**Task objective:**
For each line of the data below, copy it if it holds the word "crate".

START Material to process

use crate::align::{SymbolSeries, align, align_single};
use crate::compare::{ComparisonState, DialogState, MAX_COMPARISON_SYMBOLS};
use crate::fetcher::SeriesFetcher;
use crate::render::{comparison_chart, single_chart};
use crate::session::SearchSession;
use futures::future::join_all;
use horizon_core::chart::entity::ChartSpec;
use horizon_core::chart::error::SelectionError;
use horizon_core::chart::port::{ChartRenderer, DialogView};
use horizon_core::common::{Symbol, Timeframe};
use std::sync::atomic::{AtomicU64, Ordering};
use std::sync::{Arc, Mutex, MutexGuard};
use tracing::{debug, info, warn};

/// # Summary
/// 图表卡片的外部协作者集合。
#[derive(Clone)]
pub struct ChartDeps {
    pub fetcher: SeriesFetcher,
    pub renderer: Arc<dyn ChartRenderer>,
    pub view: Arc<dyn DialogView>,
    pub session: SearchSession,
}

/// # Summary
/// 图表卡片的初始参数。
#[derive(Debug, Clone, Copy)]
pub struct ChartCardOptions {
    pub timeframe: Timeframe,
    pub max_symbols: usize,
}

impl Default for ChartCardOptions {
    fn default() -> Self {
        Self {
            timeframe: Timeframe::default(),
            max_symbols: MAX_COMPARISON_SYMBOLS,
        }
    }
}

/// # Summary
/// 一次 抓取 -> 对齐 -> 渲染 周期的结果。
#[derive(Debug, Clone, PartialEq)]
pub enum RenderOutcome {
    // 已交给渲染适配器
    Rendered(ChartSpec),
    // 首次渲染或切换时间窗口时单证券没有数据，保留原图表
    Empty,
    // 周期完成前已有更新的周期开始，结果被丢弃
    Stale,
}

impl RenderOutcome {
    /// 已渲染的图表描述；未渲染时为 None。
    pub fn into_spec(self) -> Option<ChartSpec> {
        match self {
            RenderOutcome::Rendered(spec) => Some(spec),
            RenderOutcome::Empty | RenderOutcome::Stale => None,
        }
    }
}

/// 单证券周期抓到空序列时的处理方式。
#[derive(Debug, Clone, Copy, PartialEq, Eq)]
enum OnEmpty {
    // 不调用渲染适配器，屏幕上的图表保持不变
    KeepChart,
    // 仍然渲染空数据集，使图表与已应用集合一致
    Render,
}

/// # Summary
/// 单个已渲染证券的图表上下文，持有对比状态机并驱动数据流水线。
///
/// # Invariants
/// - 每次宿主渲染新的证券时重新创建，旧实例随之丢弃。
/// - 渲染代数单调递增；只有代数仍为最新的周期才能调用渲染适配器。
/// - 状态锁从不跨越 `.await` 持有。
pub struct ChartCard {
    deps: ChartDeps,
    // 对比集合状态机
    comparison: Mutex<ComparisonState>,
    // 当前生效的时间窗口
    timeframe: Mutex<Timeframe>,
    // 渲染代数
    generation: AtomicU64,
}

impl ChartCard {
    /// # Summary
    /// 创建图表卡片。
    ///
    /// # Logic
    /// 1. 以 `initial` 恢复已应用的对比集合（锚点始终在首位，超出容量截断）。
    /// 2. 记录初始时间窗口，此时尚未发起任何请求。
    ///
    /// # Arguments
    /// * `anchor`: 搜索的证券。
    /// * `initial`: 从本地存储恢复的对比集合，可为空。
    /// * `options`: 初始时间窗口与集合容量。
    /// * `deps`: 外部协作者。
    pub fn new(
        anchor: Symbol,
        initial: &[Symbol],
        options: ChartCardOptions,
        deps: ChartDeps,
    ) -> Self {
        Self {
            deps,
            comparison: Mutex::new(ComparisonState::restore(anchor, initial, options.max_symbols)),
            timeframe: Mutex::new(options.timeframe),
            generation: AtomicU64::new(0),
        }
    }

    fn state(&self) -> MutexGuard<'_, ComparisonState> {
        self.comparison.lock().unwrap_or_else(|e| e.into_inner())
    }

    pub fn anchor(&self) -> Symbol {
        self.state().anchor().clone()
    }

    pub fn applied(&self) -> Vec<Symbol> {
        self.state().applied().to_vec()
    }

    pub fn selected(&self) -> Option<Vec<Symbol>> {
        self.state().selected().map(<[_]>::to_vec)
    }

    pub fn dialog_state(&self) -> DialogState {
        self.state().state()
    }

    pub fn timeframe(&self) -> Timeframe {
        *self.timeframe.lock().unwrap_or_else(|e| e.into_inner())
    }

    /// # Summary
    /// 首次渲染：按已应用集合与初始时间窗口执行一次完整周期。
    pub async fn load(&self) -> RenderOutcome {
        let symbols = self.applied();
        self.refresh(&symbols, self.timeframe(), OnEmpty::KeepChart).await
    }

    /// # Summary
    /// 打开对比对话框。
    ///
    /// # Logic
    /// 1. 以已应用集合初始化编辑集合。
    /// 2. 刷新对话框列表并请求搜索框焦点。
    pub fn open_dialog(&self) {
        let selected = self.state().open().to_vec();
        self.deps.view.show_selection(&selected);
        self.deps.view.focus_search();
    }

    /// # Summary
    /// 搜索框选中回调：将证券加入编辑集合。
    ///
    /// # Returns
    /// 被拒绝时返回 `SelectionError`，同时通过对话框展示警告。
    pub fn select_symbol(&self, symbol: Symbol) -> Result<(), SelectionError> {
        let result = self.state().add_symbol(symbol).map(<[_]>::to_vec);
        self.present(result)
    }

    /// 从编辑集合中移除证券；锚点不可移除。
    pub fn remove_symbol(&self, symbol: &Symbol) -> Result<(), SelectionError> {
        let result = self.state().remove_symbol(symbol).map(<[_]>::to_vec);
        self.present(result)
    }

    fn present(&self, result: Result<Vec<Symbol>, SelectionError>) -> Result<(), SelectionError> {
        match result {
            Ok(selected) => {
                self.deps.view.show_selection(&selected);
                Ok(())
            }
            Err(e) => {
                debug!("Selection rejected: {}", e);
                self.deps.view.warn(&e);
                Err(e)
            }
        }
    }

    /// 关闭对话框并丢弃编辑内容，图表保持不变。
    pub fn cancel_dialog(&self) {
        if self.state().cancel() {
            debug!("Comparison edit discarded");
        }
        self.deps.view.close();
    }

    /// # Summary
    /// 应用编辑集合。
    ///
    /// # Logic
    /// 1. 编辑集合成为新的已应用集合，关闭对话框。
    /// 2. 持久化锚点与新集合。
    /// 3. 以当前时间窗口为集合中所有证券执行 抓取 -> 对齐 -> 渲染。
    ///    集合缩减为只有锚点且锚点无数据时也会渲染，旧的对比图不会残留。
    ///
    /// # Returns
    /// 渲染结果；对话框未打开时返回 `NotEditing`。
    pub async fn apply_dialog(&self) -> Result<RenderOutcome, SelectionError> {
        let (anchor, applied) = {
            let mut state = self.state();
            let applied = state.apply()?.to_vec();
            (state.anchor().clone(), applied)
        };
        self.deps.view.close();
        info!("Applying comparison {:?}", applied);

        self.deps.session.record(&anchor, &applied);
        Ok(self
            .refresh(&applied, self.timeframe(), OnEmpty::Render)
            .await)
    }

    /// # Summary
    /// 切换时间窗口并重新渲染当前已应用的集合。
    ///
    /// # Logic
    /// 不打开对话框，也不改变编辑状态；集合只有锚点时走单证券路径。
    pub async fn set_timeframe(&self, timeframe: Timeframe) -> RenderOutcome {
        *self.timeframe.lock().unwrap_or_else(|e| e.into_inner()) = timeframe;
        let symbols = self.applied();
        self.refresh(&symbols, timeframe, OnEmpty::KeepChart).await
    }

    /// # Summary
    /// 执行一次 抓取 -> 对齐 -> 渲染 周期。
    ///
    /// # Logic
    /// 1. 领取新的渲染代数。
    /// 2. 单证券：抓取后直接作为时间轴；无数据时按 `on_empty` 决定是否渲染。
    /// 3. 多证券：并发抓取全部证券，对齐后按集合顺序生成数据集。
    /// 4. 抓取完成后若代数已过期则丢弃结果。
    async fn refresh(
        &self,
        symbols: &[Symbol],
        timeframe: Timeframe,
        on_empty: OnEmpty,
    ) -> RenderOutcome {
        let generation = self.generation.fetch_add(1, Ordering::SeqCst) + 1;
        debug!(
            "Render cycle #{} for {:?} ({})",
            generation, symbols, timeframe
        );

        let spec = match symbols {
            [] => return RenderOutcome::Empty,
            [symbol] => {
                let points = self.deps.fetcher.fetch(symbol, timeframe).await;
                if !self.is_current(generation) {
                    return RenderOutcome::Stale;
                }
                if points.is_empty() {
                    if on_empty == OnEmpty::KeepChart {
                        warn!("No price data for {} ({}), chart left unchanged", symbol, timeframe);
                        return RenderOutcome::Empty;
                    }
                    warn!("No price data for {} ({}), rendering empty chart", symbol, timeframe);
                }
                single_chart(symbol, &align_single(symbol, &points))
            }
            _ => {
                let fetches = symbols
                    .iter()
                    .map(|symbol| self.deps.fetcher.fetch(symbol, timeframe));
                let results = join_all(fetches).await;
                if !self.is_current(generation) {
                    return RenderOutcome::Stale;
                }
                let series: SymbolSeries = symbols.iter().cloned().zip(results).collect();
                comparison_chart(symbols, &align(&series))
            }
        };

        info!(
            "Rendering {} dataset(s) over {} point(s)",
            spec.data.datasets.len(),
            spec.data.labels.len()
        );
        self.deps.renderer.render(&spec);
        RenderOutcome::Rendered(spec)
    }

    fn is_current(&self, generation: u64) -> bool {
        let current = self.generation.load(Ordering::SeqCst);
        if current != generation {
            debug!("Discarding render cycle #{} (current #{})", generation, current);
            return false;
        }
        true
    }
}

END Material to process

**Result for this exercise:**
use crate::align::{SymbolSeries, align, align_single};
use crate::compare::{ComparisonState, DialogState, MAX_COMPARISON_SYMBOLS};
use crate::fetcher::SeriesFetcher;
use crate::render::{comparison_chart, single_chart};
use crate::session::SearchSession;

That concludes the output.